**TO DO:**
Copy out all the lines of the data that hold the word "axum".

[Stored data entries]
↓↓↓

//! HTTP surface driven in-process through the router

use std::io;
use std::sync::{Arc, Mutex};

use async_trait::async_trait;
use axum::body::{Body, to_bytes};
use axum::http::{Request, StatusCode};
use rust_decimal::Decimal;
use serde_json::{Value, json};
use tower::ServiceExt;

use payflow_ledger::gateway::middleware::RESPONSE_TIME_HEADER;
use payflow_ledger::gateway::{AppState, create_app, types::error_codes};
use payflow_ledger::ledger::cache::CacheError;
use payflow_ledger::ledger::{
    AccountId, BalanceCache, IdempotencyRegistry, MemoryLedgerStore, TransferEngine,
    TtlBalanceCache,
};

fn app() -> (Arc<MemoryLedgerStore>, axum::Router) {
    let store = Arc::new(
        MemoryLedgerStore::new().with_accounts([(1, Decimal::from(100)), (2, Decimal::from(50))]),
    );
    let registry = IdempotencyRegistry::with_default_ttl(store.clone());
    let engine = Arc::new(TransferEngine::new(
        store.clone(),
        registry,
        Arc::new(TtlBalanceCache::default()),
    ));
    (store, create_app(Arc::new(AppState::new(engine))))
}

async fn send(app: &axum::Router, req: Request<Body>) -> (StatusCode, Value) {
    let response = app.clone().oneshot(req).await.unwrap();
    let status = response.status();
    let bytes = to_bytes(response.into_body(), usize::MAX).await.unwrap();
    (status, serde_json::from_slice(&bytes).unwrap())
}

fn post_transfer(body: Value) -> Request<Body> {
    Request::builder()
        .method("POST")
        .uri("/transfer")
        .header("content-type", "application/json")
        .body(Body::from(body.to_string()))
        .unwrap()
}

fn get(uri: &str) -> Request<Body> {
    Request::builder().uri(uri).body(Body::empty()).unwrap()
}

#[tokio::test]
async fn test_transfer_replay_and_lookup() {
    let (store, app) = app();
    let body = json!({
        "sender_id": 1,
        "receiver_id": 2,
        "amount": "30.00",
        "description": "dinner",
        "idempotency_key": "http-k1"
    });

    let (status, first) = send(&app, post_transfer(body.clone())).await;
    assert_eq!(status, StatusCode::OK);
    assert_eq!(first["code"], 0);
    assert_eq!(first["data"]["status"], "completed");
    assert_eq!(first["data"]["replayed"], false);
    assert_eq!(first["data"]["sender_balance"], "70.00");

    let (status, second) = send(&app, post_transfer(body)).await;
    assert_eq!(status, StatusCode::OK);
    assert_eq!(second["data"]["replayed"], true);
    assert_eq!(second["data"]["transaction_id"], first["data"]["transaction_id"]);
    assert!(second["data"].get("sender_balance").is_none());
    assert_eq!(store.balance(1).await, Some(Decimal::from(70)));

    let id = first["data"]["transaction_id"].as_str().unwrap();
    let (status, txn) = send(&app, get(&format!("/transaction/{}", id))).await;
    assert_eq!(status, StatusCode::OK);
    assert_eq!(txn["data"]["id"], id);
    assert_eq!(txn["data"]["description"], "dinner");
    assert_eq!(txn["data"]["idempotency_key"], "http-k1");
}

#[tokio::test]
async fn test_transfer_errors_map_to_status() {
    let (_store, app) = app();

    let (status, body) = send(
        &app,
        post_transfer(json!({"sender_id": 1, "receiver_id": 2, "amount": "500", "idempotency_key": "big"})),
    )
    .await;
    assert_eq!(status, StatusCode::BAD_REQUEST);
    assert_eq!(body["code"], error_codes::INSUFFICIENT_BALANCE);

    let (status, body) = send(
        &app,
        post_transfer(json!({"sender_id": 1, "receiver_id": 9, "amount": "5", "idempotency_key": "ghost"})),
    )
    .await;
    assert_eq!(status, StatusCode::NOT_FOUND);
    assert_eq!(body["code"], error_codes::ACCOUNT_NOT_FOUND);

    let (status, body) = send(
        &app,
        post_transfer(json!({"sender_id": 1, "receiver_id": 1, "amount": "5", "idempotency_key": "self"})),
    )
    .await;
    assert_eq!(status, StatusCode::BAD_REQUEST);
    assert_eq!(body["code"], error_codes::INVALID_PARAMETER);

    let (status, body) = send(
        &app,
        post_transfer(json!({"sender_id": 1, "receiver_id": 2, "amount": "-5", "idempotency_key": "neg"})),
    )
    .await;
    assert_eq!(status, StatusCode::BAD_REQUEST);
    assert_eq!(body["code"], error_codes::INVALID_PARAMETER);

    // Missing idempotency_key
    let (status, body) = send(
        &app,
        post_transfer(json!({"sender_id": 1, "receiver_id": 2, "amount": "5"})),
    )
    .await;
    assert_eq!(status, StatusCode::BAD_REQUEST);
    assert_eq!(body["code"], error_codes::INVALID_PARAMETER);
}

#[tokio::test]
async fn test_unknown_transaction_is_404() {
    let (_store, app) = app();

    let (status, body) = send(&app, get("/transaction/not-a-uuid")).await;
    assert_eq!(status, StatusCode::NOT_FOUND);
    assert_eq!(body["code"], error_codes::TRANSACTION_NOT_FOUND);

    let (status, _) = send(
        &app,
        get("/transaction/6f1c1b9e-8a39-4d5e-9d6b-2f0f5a3c1e11"),
    )
    .await;
    assert_eq!(status, StatusCode::NOT_FOUND);
}

#[tokio::test]
async fn test_balance_and_health() {
    let (_store, app) = app();

    let (status, body) = send(&app, get("/accounts/2/balance")).await;
    assert_eq!(status, StatusCode::OK);
    assert_eq!(body["data"]["balance"], "50");
    assert_eq!(body["data"]["cached"], false);

    let (status, _) = send(&app, get("/accounts/42/balance")).await;
    assert_eq!(status, StatusCode::NOT_FOUND);

    let (status, body) = send(&app, get("/health")).await;
    assert_eq!(status, StatusCode::OK);
    assert_eq!(body["data"]["status"], "healthy");
    assert_eq!(body["data"]["storage"], "memory");
    assert_eq!(body["data"]["cache"], "ttl");
    assert_eq!(body["data"]["cache_status"], "ok");
}

/// Cache backend that is down for every call
struct DownCache;

#[async_trait]
impl BalanceCache for DownCache {
    fn name(&self) -> &'static str {
        "down"
    }

    async fn get(&self, _account_id: AccountId) -> Result<Option<Decimal>, CacheError> {
        Err(CacheError::Unavailable("connection refused".into()))
    }

    async fn put(&self, _account_id: AccountId, _balance: Decimal) -> Result<(), CacheError> {
        Err(CacheError::Unavailable("connection refused".into()))
    }

    async fn invalidate(&self, _account_id: AccountId) -> Result<(), CacheError> {
        Err(CacheError::Unavailable("connection refused".into()))
    }

    async fn health_check(&self) -> Result<(), CacheError> {
        Err(CacheError::Unavailable("connection refused".into()))
    }
}

#[tokio::test]
async fn test_health_reports_degraded_cache_without_failing() {
    let store = Arc::new(MemoryLedgerStore::new().with_accounts([(1, Decimal::from(10))]));
    let engine = Arc::new(TransferEngine::new(
        store.clone(),
        IdempotencyRegistry::with_default_ttl(store),
        Arc::new(DownCache),
    ));
    let app = create_app(Arc::new(AppState::new(engine)));

    let (status, body) = send(&app, get("/health")).await;
    assert_eq!(status, StatusCode::OK);
    assert_eq!(body["data"]["status"], "healthy");
    assert_eq!(body["data"]["cache"], "down");
    assert_eq!(body["data"]["cache_status"], "unavailable");

    // Balance reads fall back to the store
    let (status, body) = send(&app, get("/accounts/1/balance")).await;
    assert_eq!(status, StatusCode::OK);
    assert_eq!(body["data"]["balance"], "10");
}

#[tokio::test]
async fn test_transaction_history_route() {
    let (_store, app) = app();
    for (i, (from, to)) in [(1, 2), (2, 1), (1, 2)].into_iter().enumerate() {
        let (status, _) = send(
            &app,
            post_transfer(json!({
                "sender_id": from,
                "receiver_id": to,
                "amount": "1.00",
                "idempotency_key": format!("hist-{}", i)
            })),
        )
        .await;
        assert_eq!(status, StatusCode::OK);
    }

    let (status, body) = send(&app, get("/accounts/1/transactions")).await;
    assert_eq!(status, StatusCode::OK);
    assert_eq!(body["data"]["total"], 3);
    assert_eq!(body["data"]["direction"], "all");
    assert_eq!(body["data"]["transactions"][0]["idempotency_key"], "hist-2");

    let (status, body) = send(
        &app,
        get("/accounts/1/transactions?direction=received&limit=5"),
    )
    .await;
    assert_eq!(status, StatusCode::OK);
    assert_eq!(body["data"]["total"], 1);
    assert_eq!(body["data"]["limit"], 5);
    assert_eq!(body["data"]["transactions"][0]["sender_id"], 2);

    let (status, body) = send(&app, get("/accounts/1/transactions?direction=up")).await;
    assert_eq!(status, StatusCode::BAD_REQUEST);
    assert_eq!(body["code"], error_codes::INVALID_PARAMETER);

    let (status, body) = send(&app, get("/accounts/1/transactions?limit=1000")).await;
    assert_eq!(status, StatusCode::BAD_REQUEST);
    assert_eq!(body["code"], error_codes::INVALID_PARAMETER);

    let (status, body) = send(&app, get("/accounts/1/transactions?limit=abc")).await;
    assert_eq!(status, StatusCode::BAD_REQUEST);
    assert_eq!(body["code"], error_codes::INVALID_PARAMETER);

    let (status, body) = send(&app, get("/accounts/77/transactions")).await;
    assert_eq!(status, StatusCode::NOT_FOUND);
    assert_eq!(body["code"], error_codes::ACCOUNT_NOT_FOUND);
}

/// Shared buffer the JSON log layer writes into
#[derive(Clone, Default)]
struct CapturedLogs(Arc<Mutex<Vec<u8>>>);

impl io::Write for CapturedLogs {
    fn write(&mut self, buf: &[u8]) -> io::Result<usize> {
        self.0.lock().unwrap().extend_from_slice(buf);
        Ok(buf.len())
    }

    fn flush(&mut self) -> io::Result<()> {
        Ok(())
    }
}

impl CapturedLogs {
    fn events(&self) -> Vec<Value> {
        let bytes = self.0.lock().unwrap().clone();
        String::from_utf8(bytes)
            .unwrap()
            .lines()
            .filter_map(|line| serde_json::from_str(line).ok())
            .collect()
    }
}

#[tokio::test]
async fn test_every_request_is_logged_with_status_and_latency() {
    let logs = CapturedLogs::default();
    let writer = logs.clone();
    let subscriber = tracing_subscriber::fmt()
        .json()
        .with_max_level(tracing::Level::INFO)
        .with_writer(move || writer.clone())
        .finish();
    // Current-thread runtime: the thread-local default sees every event
    let _guard = tracing::subscriber::set_default(subscriber);

    let (_store, app) = app();
    let mut req = post_transfer(json!({
        "sender_id": 1, "receiver_id": 2, "amount": "5", "idempotency_key": "logged"
    }));
    req.headers_mut()
        .insert("x-forwarded-for", "203.0.113.9, 10.0.0.2".parse().unwrap());
    let response = app.clone().oneshot(req).await.unwrap();
    assert_eq!(response.status(), StatusCode::OK);
    let latency: f64 = response
        .headers()
        .get(RESPONSE_TIME_HEADER)
        .expect("latency header")
        .to_str()
        .unwrap()
        .parse()
        .unwrap();
    assert!(latency >= 0.0);

    let response = app.clone().oneshot(get("/accounts/404/balance")).await.unwrap();
    assert_eq!(response.status(), StatusCode::NOT_FOUND);
    assert!(response.headers().contains_key(RESPONSE_TIME_HEADER));

    let requests: Vec<Value> = logs
        .events()
        .into_iter()
        .filter(|e| e["fields"]["message"] == "HTTP request")
        .map(|e| e["fields"].clone())
        .collect();
    assert_eq!(requests.len(), 2);

    assert_eq!(requests[0]["method"], "POST");
    assert_eq!(requests[0]["path"], "/transfer");
    assert_eq!(requests[0]["status"], 200);
    assert_eq!(requests[0]["client_ip"], "203.0.113.9");
    assert!(requests[0]["latency_ms"].as_f64().is_some());

    assert_eq!(requests[1]["method"], "GET");
    assert_eq!(requests[1]["path"], "/accounts/404/balance");
    assert_eq!(requests[1]["status"], 404);
    assert_eq!(requests[1]["client_ip"], "unknown");
}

↑↑↑

**THE ANSWER:**
use axum::body::{Body, to_bytes};
use axum::http::{Request, StatusCode};
fn app() -> (Arc<MemoryLedgerStore>, axum::Router) {
async fn send(app: &axum::Router, req: Request<Body>) -> (StatusCode, Value) {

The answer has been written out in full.